A. Nolan, R. Hubbard
Keywords: Machine Learning, Synthetics
Summary:Characterizing the performance of a ML algorithm as a function of statistical similarity between the test and train data sets is vital to understanding the particular sensitivities that a ML algorithm has and how these sensitivities can be overcome. Exploring this space is of important value because quite infrequently do deployed systems encounter the same environments as the algorithms were trained on and this is due to the impracticality of collecting the required amount of multi-condition measured data that would be necessary to truly train a robust algorithm. Synthetics have proven to be a relatively inexpensive and timely alternative for both supplementing measured training data and generating enough data to perform experiments to provide a scope of what data would be necessary to improve an algorithms performance. To understand these sensitivities 4 studies were defined where the training set was supplemented with instances of a particular EOC. The studies consisted of an articulation state study, a depression angle study, a squint angle study and a background noise study. The studies represent the general variability that can be seen during extended operating conditions and represent the factors that may cause an ML algorithm to perform poorly. Synthetic data was used to represent the SAR imagery during it's benign state and under the extended operating conditions as synthetic data allows for precise control of variables in the data. Leveraging the synthetic data 9 unique datasets were created for training and testing the ML algorithm, the exact breakdowns and statistical representations of these datasets are calculated using the Bhattacharyya Coefficient equation.
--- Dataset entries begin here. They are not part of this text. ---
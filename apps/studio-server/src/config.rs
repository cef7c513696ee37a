//! Centralized configuration for studio-server.
//!
//! All environment variables are loaded and validated at startup to fail fast
//! on misconfiguration rather than at request time.

use axum::http::HeaderValue;
use std::env;
use std::fmt;
use std::time::Duration;

/// Log output format.
#[derive(Debug, Clone, PartialEq, Eq)]
pub enum LogFormat {
    Pretty,
    Json,
}

impl LogFormat {
    fn from_str(s: &str) -> Self {
        if s.eq_ignore_ascii_case("json") {
            Self::Json
        } else {
            Self::Pretty
        }
    }
}

/// Configuration error.
#[derive(Debug)]
pub struct ConfigError {
    pub field: &'static str,
    pub message: String,
}

impl fmt::Display for ConfigError {
    fn fmt(&self, f: &mut fmt::Formatter<'_>) -> fmt::Result {
        write!(f, "Configuration error for {}: {}", self.field, self.message)
    }
}

impl std::error::Error for ConfigError {}

/// Server configuration loaded from environment variables.
///
/// All fields are validated at construction time.
#[derive(Debug, Clone)]
pub struct Config {
    /// Server port (default: 3001)
    pub port: u16,
    /// CORS allow origin
    pub cors_allow_origin: HeaderValue,
    /// Start from the demo content instead of an empty store (default: true)
    pub seed_data: bool,
    /// Artificial delay before every read (default: 0)
    pub read_latency: Duration,
    /// Artificial delay before every write (default: 0)
    pub write_latency: Duration,
    /// Add `Secure` to the session cookie (default: false)
    pub session_cookie_secure: bool,
    /// Log format
    pub log_format: LogFormat,
}

fn parse_flag(field: &'static str, raw: Option<String>, default: bool) -> Result<bool, ConfigError> {
    let Some(raw) = raw else {
        return Ok(default);
    };
    match raw.trim().to_lowercase().as_str() {
        "1" | "true" | "yes" => Ok(true),
        "0" | "false" | "no" => Ok(false),
        "" => Ok(default),
        other => Err(ConfigError {
            field,
            message: format!("Expected a boolean, got '{}'", other),
        }),
    }
}

fn parse_millis(field: &'static str, raw: Option<String>) -> Result<Duration, ConfigError> {
    let Some(raw) = raw.filter(|s| !s.trim().is_empty()) else {
        return Ok(Duration::ZERO);
    };
    raw.trim()
        .parse::<u64>()
        .map(Duration::from_millis)
        .map_err(|e| ConfigError {
            field,
            message: format!("Invalid milliseconds '{}': {}", raw, e),
        })
}

impl Config {
    /// Load and validate configuration from environment variables.
    ///
    /// Fails fast on invalid configuration.
    pub fn from_env() -> Result<Self, ConfigError> {
        // Port
        let port = match env::var("PORT") {
            Ok(s) => s.parse().map_err(|e| ConfigError {
                field: "PORT",
                message: format!("Invalid port '{}': {}", s, e),
            })?,
            Err(_) => 3001,
        };

        // CORS allow origin
        let cors_origin_str = env::var("CORS_ALLOW_ORIGIN").unwrap_or_else(|_| "*".into());
        let cors_allow_origin = if cors_origin_str == "*" {
            HeaderValue::from_static("*")
        } else {
            HeaderValue::from_str(&cors_origin_str).map_err(|e| ConfigError {
                field: "CORS_ALLOW_ORIGIN",
                message: format!("Invalid header value '{}': {}", cors_origin_str, e),
            })?
        };

        let seed_data = parse_flag("SEED_DATA", env::var("SEED_DATA").ok(), true)?;

        // Simulated backend latency
        let read_latency = parse_millis("READ_LATENCY_MS", env::var("READ_LATENCY_MS").ok())?;
        let write_latency = parse_millis("WRITE_LATENCY_MS", env::var("WRITE_LATENCY_MS").ok())?;

        let session_cookie_secure = parse_flag(
            "SESSION_COOKIE_SECURE",
            env::var("SESSION_COOKIE_SECURE").ok(),
            false,
        )?;

        // Log format
        let log_format =
            LogFormat::from_str(&env::var("LOG_FORMAT").unwrap_or_else(|_| "pretty".into()));

        Ok(Self {
            port,
            cors_allow_origin,
            seed_data,
            read_latency,
            write_latency,
            session_cookie_secure,
            log_format,
        })
    }

    /// Log warnings about insecure configuration.
    pub fn warn_if_insecure(&self) {
        tracing::warn!(
            "Demo authentication is active: fixed credentials, plain-text password checks and \
             an unsigned session cookie. DO NOT USE IN PRODUCTION."
        );
        if !self.session_cookie_secure {
            tracing::warn!(
                "SESSION_COOKIE_SECURE is off: the session cookie is sent over plain HTTP."
            );
        }
    }
}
The algorithm performance metrics were calculated using a python version of AFRL's test harness and are represented by ROC curves of PDEC vs PFA and Confusion Matrices at a given PDEC. The final results show that understanding the statistical similarity between training vs test operating conditions is a useful tool for training optimization and performance understanding and that synthetic data readily allows sensitivity explorations for multiple modalities.